New release (How to)

Matthew Evans edited this page Apr 4, 2024 · 12 revisions

Release instructions

Pre-release checklist

  • Check AUTHORS is up to date
  • Update the CHANGELOG
  • Spellcheck the new specification text with make spell and interactively add any new words to the wordlist with make fix_spelling
  • Review changes since the last versions and decide whether the new version number is appropriate
  • Ideally release 1 or 2 release candidates in the weeks/months before the main release
  • Check the HTML build of the specification and update the gh-pages branch to point to the latest release

Release procedure

  1. develop: Merge PRs that should go into the release.
    • Check that the specification is internally consistent and "ready for release".
    • Ensure that the ./schemas, CHANGELOG and AUTHORS have been updated for the new release.
  2. develop: Create PR that updates the version at the top of optimade.rst. Merge this PR against develop as the last thing before releasing.
  3. master: Merge the develop branch into the master branch:
    1. Create PR on GitHub (Link).
    2. Use git on your local machine to merge develop into master once all CI checks have passed.
      1. Fetch all (git fetch --all -p).
      2. Checkout master (git checkout master, if you have never checked out master, first do git branch master origin/develop, if origin is the remote for Materials-Consortia/OPTiMaDe).
      3. Run git merge --ff-only origin/develop.
      4. If this was successful, push to origin, i.e., git push (this may require temporarily disabling branch protections on master). Note: If this was not successful, you should merge a "fixing" PR into develop that makes it possible to merge using fast-forwarding (ff).
  4. master: Use the GitHub interface to create a release on the latest commit in master with the new version number, e.g. v1.0.0. (Make sure to select to tag master as the UI will default to develop.) This will create a tag in the git repository.
  5. develop: Create a PR that updates the version string at the top of optimade.rst in the develop branch to add the suffix ~develop to the version number. (Note: this intentionally breaks semantic versioning for non-released develop versions.)
  6. Archive the released specification text on Zenodo as a new version of https://doi.org/10.5281/zenodo.4195050 (currently only @ml-evs can do this -- if you are reading this in 100 years then i) I am dead, ii) hopefully Zenodo would have added support for organizational control of records)
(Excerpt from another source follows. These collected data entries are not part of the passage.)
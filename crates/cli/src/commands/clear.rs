// Delete all notifications

use anyhow::{bail, Context, Result};

use crate::App;

pub async fn run(app: &App, yes: bool) -> Result<()> {
    if !yes {
        bail!("Refusing to delete all notifications without --yes");
    }

    app.center
        .reconciler()
        .clear_all()
        .await
        .context("Failed to delete notifications")?;

    if app.output.is_text() {
        if !app.quiet {
            println!("All notifications deleted");
        }
        Ok(())
    } else {
        app.output.print_value(&serde_json::json!({ "success": true }))
    }
}
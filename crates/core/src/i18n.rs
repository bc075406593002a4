// Translation capability
//
// The core never hardcodes user-facing language. It asks a `Translator` for a
// catalog key plus named parameters, and for the plural category of a count.
// `CatalogTranslator` is the stock implementation backed by a flat JSON map.

use std::collections::HashMap;

use serde::{Deserialize, Serialize};

use crate::error::ConfigError;

/// Named template parameters
pub type Params = Vec<(&'static str, String)>;

/// CLDR-style plural category
#[derive(Debug, Clone, Copy, PartialEq, Eq, Hash, Serialize, Deserialize)]
#[serde(rename_all = "snake_case")]
pub enum PluralCategory {
    One,
    Few,
    Many,
    Other,
}

impl PluralCategory {
    pub fn as_str(&self) -> &'static str {
        match self {
            PluralCategory::One => "one",
            PluralCategory::Few => "few",
            PluralCategory::Many => "many",
            PluralCategory::Other => "other",
        }
    }
}

/// Languages with known plural rules
#[derive(Debug, Clone, Copy, PartialEq, Eq, Default, Serialize, Deserialize)]
#[serde(rename_all = "lowercase")]
pub enum Locale {
    #[default]
    En,
    Uk,
    Ru,
}

impl Locale {
    /// Parse a language tag such as `uk`, `uk-UA` or `en_US`.
    pub fn from_tag(tag: &str) -> Option<Self> {
        let lang = tag
            .split(['-', '_', '.'])
            .next()
            .unwrap_or_default()
            .to_ascii_lowercase();
        match lang.as_str() {
            "en" => Some(Locale::En),
            "uk" => Some(Locale::Uk),
            "ru" => Some(Locale::Ru),
            _ => None,
        }
    }

    pub fn plural_category(&self, n: u64) -> PluralCategory {
        match self {
            Locale::En => {
                if n == 1 {
                    PluralCategory::One
                } else {
                    PluralCategory::Other
                }
            }
            // East Slavic integer rules
            Locale::Uk | Locale::Ru => {
                let mod10 = n % 10;
                let mod100 = n % 100;
                if mod10 == 1 && mod100 != 11 {
                    PluralCategory::One
                } else if (2..=4).contains(&mod10) && !(12..=14).contains(&mod100) {
                    PluralCategory::Few
                } else {
                    PluralCategory::Many
                }
            }
        }
    }
}

/// The external templating collaborator.
pub trait Translator: Send + Sync {
    /// Render `key` with `{name}` placeholders replaced from `params`.
    fn translate(&self, key: &str, params: &Params) -> String;

    /// Whether the catalog has an entry for `key`
    fn has_key(&self, key: &str) -> bool;

    fn plural_category(&self, n: u64) -> PluralCategory;
}

/// Replace `{name}` placeholders. Unknown placeholders are left as-is.
///
/// Substituted values are never scanned again, so a value that itself looks
/// like a placeholder is rendered literally.
pub fn interpolate(template: &str, params: &Params) -> String {
    let mut out = String::with_capacity(template.len());
    let mut rest = template;

    while let Some(start) = rest.find('{') {
        out.push_str(&rest[..start]);
        let tail = &rest[start..];
        let Some(end) = tail[1..].find(['{', '}']).map(|i| i + 1) else {
            break;
        };
        if tail.as_bytes()[end] == b'{' {
            // Stray brace: emit it and rescan from the next one
            out.push_str(&tail[..end]);
            rest = &tail[end..];
            continue;
        }
        let name = &tail[1..end];
        match params.iter().find(|(key, _)| *key == name) {
            Some((_, value)) => out.push_str(value),
            None => out.push_str(&tail[..=end]),
        }
        rest = &tail[end + 1..];
    }

    out.push_str(rest);
    out
}

/// Flat key → template catalog for one locale.
///
/// Missing keys render as the key itself so gaps are visible but harmless.
#[derive(Debug, Clone, Default)]
pub struct CatalogTranslator {
    locale: Locale,
    entries: HashMap<String, String>,
}

impl CatalogTranslator {
    pub fn new(locale: Locale, entries: HashMap<String, String>) -> Self {
        Self { locale, entries }
    }

    /// Load a catalog from a JSON object of string values.
    pub fn from_json(locale: Locale, json: &str) -> Result<Self, ConfigError> {
        let entries: HashMap<String, String> =
            serde_json::from_str(json).map_err(|e| ConfigError::Catalog(e.to_string()))?;
        Ok(Self::new(locale, entries))
    }

    pub fn locale(&self) -> Locale {
        self.locale
    }

    pub fn len(&self) -> usize {
        self.entries.len()
    }

    pub fn is_empty(&self) -> bool {
        self.entries.is_empty()
    }

    /// Add or override one entry
    pub fn insert(&mut self, key: impl Into<String>, template: impl Into<String>) {
        self.entries.insert(key.into(), template.into());
    }
}

impl Translator for CatalogTranslator {
    fn translate(&self, key: &str, params: &Params) -> String {
        match self.entries.get(key) {
            Some(template) => interpolate(template, params),
            None => key.to_string(),
        }
    }

    fn has_key(&self, key: &str) -> bool {
        self.entries.contains_key(key)
    }

    fn plural_category(&self, n: u64) -> PluralCategory {
        self.locale.plural_category(n)
    }
}

#[cfg(test)]
mod tests {
    use super::*;

    #[test]
    fn test_english_plural_rules() {
        assert_eq!(Locale::En.plural_category(1), PluralCategory::One);
        assert_eq!(Locale::En.plural_category(0), PluralCategory::Other);
        assert_eq!(Locale::En.plural_category(2), PluralCategory::Other);
        assert_eq!(Locale::En.plural_category(21), PluralCategory::Other);
    }

    #[test]
    fn test_east_slavic_plural_rules() {
        let uk = Locale::Uk;
        assert_eq!(uk.plural_category(1), PluralCategory::One);
        assert_eq!(uk.plural_category(21), PluralCategory::One);
        assert_eq!(uk.plural_category(11), PluralCategory::Many);
        assert_eq!(uk.plural_category(2), PluralCategory::Few);
        assert_eq!(uk.plural_category(24), PluralCategory::Few);
        assert_eq!(uk.plural_category(12), PluralCategory::Many);
        assert_eq!(uk.plural_category(5), PluralCategory::Many);
        assert_eq!(uk.plural_category(0), PluralCategory::Many);
        assert_eq!(uk.plural_category(111), PluralCategory::Many);
    }

    #[test]
    fn test_locale_from_tag() {
        assert_eq!(Locale::from_tag("uk-UA"), Some(Locale::Uk));
        assert_eq!(Locale::from_tag("en_US.UTF-8"), Some(Locale::En));
        assert_eq!(Locale::from_tag("RU"), Some(Locale::Ru));
        assert_eq!(Locale::from_tag("fr"), None);
    }

    #[test]
    fn test_translate_interpolates() {
        let catalog = CatalogTranslator::from_json(
            Locale::En,
            r#"{"notification.like": "{sender} liked your post"}"#,
        )
        .unwrap();

        let text = catalog.translate("notification.like", &vec![("sender", "Ann".into())]);
        assert_eq!(text, "Ann liked your post");
    }

    #[test]
    fn test_interpolate_does_not_expand_values() {
        let params: Params = vec![
            ("sender", "{message}".into()),
            ("message", "private text".into()),
        ];
        assert_eq!(
            interpolate("{sender} liked your post", &params),
            "{message} liked your post"
        );
        assert_eq!(
            interpolate("{message} from {sender}", &params),
            "private text from {message}"
        );
    }

    #[test]
    fn test_interpolate_leaves_unknown_and_stray_braces() {
        let params: Params = vec![("count", "3".into())];
        assert_eq!(interpolate("{count} new {items}", &params), "3 new {items}");
        assert_eq!(interpolate("a { b {count}", &params), "a { b 3");
        assert_eq!(interpolate("open {count", &params), "open {count");
        assert_eq!(interpolate("}{count}{", &params), "}3{");
    }

    #[test]
    fn test_missing_key_renders_key() {
        let catalog = CatalogTranslator::default();
        assert_eq!(catalog.translate("toast.auth_error.message", &vec![]), "toast.auth_error.message");
        assert!(!catalog.has_key("toast.auth_error.message"));
    }

    #[test]
    fn test_invalid_catalog_is_config_error() {
        let err = CatalogTranslator::from_json(Locale::En, "[1, 2]").unwrap_err();
        assert!(matches!(err, ConfigError::Catalog(_)));
    }
}
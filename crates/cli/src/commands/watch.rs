// Watch command - poll in the background and render toasts to the terminal
//
// Text mode prints one line per toast and per unread-count change. JSON mode
// prints one object per line so the stream can be piped into other tools.

use anyhow::Result;
use pulse_core::{badge_text, ToastId, ToastKind, ToastPhase, ToastView};
use serde::Serialize;

use crate::output::OutputFormat;
use crate::App;

#[derive(Serialize)]
#[serde(tag = "event", rename_all = "snake_case")]
enum WatchEvent<'a> {
    Toast {
        #[serde(flatten)]
        toast: &'a ToastView,
    },
    Unread {
        unread_count: usize,
        badge: Option<String>,
    },
}

fn kind_label(kind: ToastKind) -> &'static str {
    match kind {
        ToastKind::Success => "ok",
        ToastKind::Error => "error",
        ToastKind::Warning => "warning",
        ToastKind::Info => "info",
        ToastKind::Auth => "auth",
        ToastKind::Notification => "new",
        ToastKind::Network => "network",
    }
}

/// One terminal line for a toast
pub fn format_toast(view: &ToastView) -> String {
    let short = view
        .short_message
        .as_deref()
        .filter(|s| !s.trim().is_empty() && *s != view.message);
    match short {
        Some(short) => format!("[{}] {}: {}", kind_label(view.kind), short, view.message),
        None => format!("[{}] {}", kind_label(view.kind), view.message),
    }
}

fn emit(output: OutputFormat, event: &WatchEvent<'_>, text: impl FnOnce() -> String) -> Result<()> {
    match output {
        OutputFormat::Text => println!("{}", text()),
        OutputFormat::Json => println!("{}", serde_json::to_string(event)?),
        OutputFormat::Yaml => {
            println!("---");
            output.print_value(event)?;
        }
    }
    Ok(())
}

pub async fn run(app: &App) -> Result<()> {
    let center = &app.center;
    let mut toasts = center.toasts().subscribe();
    let mut revisions = center.store().subscribe();
    let handle = center.start();

    if app.output.is_text() && !app.quiet {
        eprintln!("Watching notifications (Ctrl-C to stop)");
    }

    let mut last_toast: Option<ToastId> = None;
    let mut last_unread: Option<usize> = None;

    loop {
        tokio::select! {
            changed = toasts.changed() => {
                if changed.is_err() {
                    break;
                }
                let active = toasts.borrow_and_update().clone();
                let Some(view) = active else { continue };
                if view.phase != ToastPhase::Visible || last_toast == Some(view.id) {
                    continue;
                }
                last_toast = Some(view.id);
                emit(app.output, &WatchEvent::Toast { toast: &view }, || format_toast(&view))?;
            }
            changed = revisions.changed() => {
                if changed.is_err() {
                    break;
                }
                revisions.borrow_and_update();
                let unread_count = center.store().unread_count();
                if last_unread == Some(unread_count) || app.quiet {
                    continue;
                }
                last_unread = Some(unread_count);
                let badge = badge_text(unread_count, center.translator());
                let line = match &badge {
                    Some(badge) => format!("Unread: {}", badge),
                    None => "Unread: 0".to_string(),
                };
                emit(app.output, &WatchEvent::Unread { unread_count, badge }, || line)?;
            }
            _ = tokio::signal::ctrl_c() => {
                tracing::info!("Received shutdown signal");
                break;
            }
        }
    }

    handle.stop().await;
    Ok(())
}

#[cfg(test)]
mod tests {
    use super::*;
    use pulse_core::AnimationProfile;
    use std::time::Duration;

    fn view(kind: ToastKind, message: &str, short: Option<&str>) -> ToastView {
        ToastView {
            id: 1,
            message: message.to_string(),
            short_message: short.map(str::to_string),
            kind,
            animation: AnimationProfile::Pulse,
            hold: Duration::from_secs(4),
            phase: ToastPhase::Visible,
            source_notification_id: None,
            source_read: false,
        }
    }

    #[test]
    fn test_format_toast() {
        assert_eq!(
            format_toast(&view(ToastKind::Network, "Connection lost", Some("Offline"))),
            "[network] Offline: Connection lost"
        );
        assert_eq!(
            format_toast(&view(ToastKind::Notification, "Ann liked your post", None)),
            "[new] Ann liked your post"
        );
        assert_eq!(
            format_toast(&view(ToastKind::Info, "Retrying", Some("Retrying"))),
            "[info] Retrying"
        );
    }

    #[test]
    fn test_watch_event_json_shape() {
        let toast = view(ToastKind::Auth, "Please sign in", Some("Signed out"));
        let json = serde_json::to_value(WatchEvent::Toast { toast: &toast }).unwrap();
        assert_eq!(json["event"], "toast");
        assert_eq!(json["kind"], "auth");
        assert_eq!(json["hold"], 4000);

        let json = serde_json::to_value(WatchEvent::Unread {
            unread_count: 120,
            badge: Some("99+".into()),
        })
        .unwrap();
        assert_eq!(json["event"], "unread");
        assert_eq!(json["badge"], "99+");
    }
}
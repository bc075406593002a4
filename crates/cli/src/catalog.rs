// Bundled translation catalogs

use anyhow::{bail, Context, Result};
use pulse_core::{CatalogTranslator, Locale};

const EN: &str = include_str!("../catalog/en.json");
const UK: &str = include_str!("../catalog/uk.json");

/// Load the catalog for a language tag such as `en` or `uk-UA`.
pub fn load(tag: &str) -> Result<CatalogTranslator> {
    let locale = Locale::from_tag(tag).with_context(|| format!("Unknown locale '{}'", tag))?;
    let source = match locale {
        Locale::En => EN,
        Locale::Uk => UK,
        Locale::Ru => bail!("No bundled catalog for locale '{}'", tag),
    };
    CatalogTranslator::from_json(locale, source)
        .with_context(|| format!("Failed to load catalog for '{}'", tag))
}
Note: For historical reasons, versions v0.9.6 and v0.9.7 were never released/tagged. By default, however, it is understood that the version number should only be increased after a new release has been made.

Ideally, release candidates suffixed with -rc.<n> should be made available for provider implementation before the official release. These should be considered as a feature freeze, but implementation details may change slightly in the final release.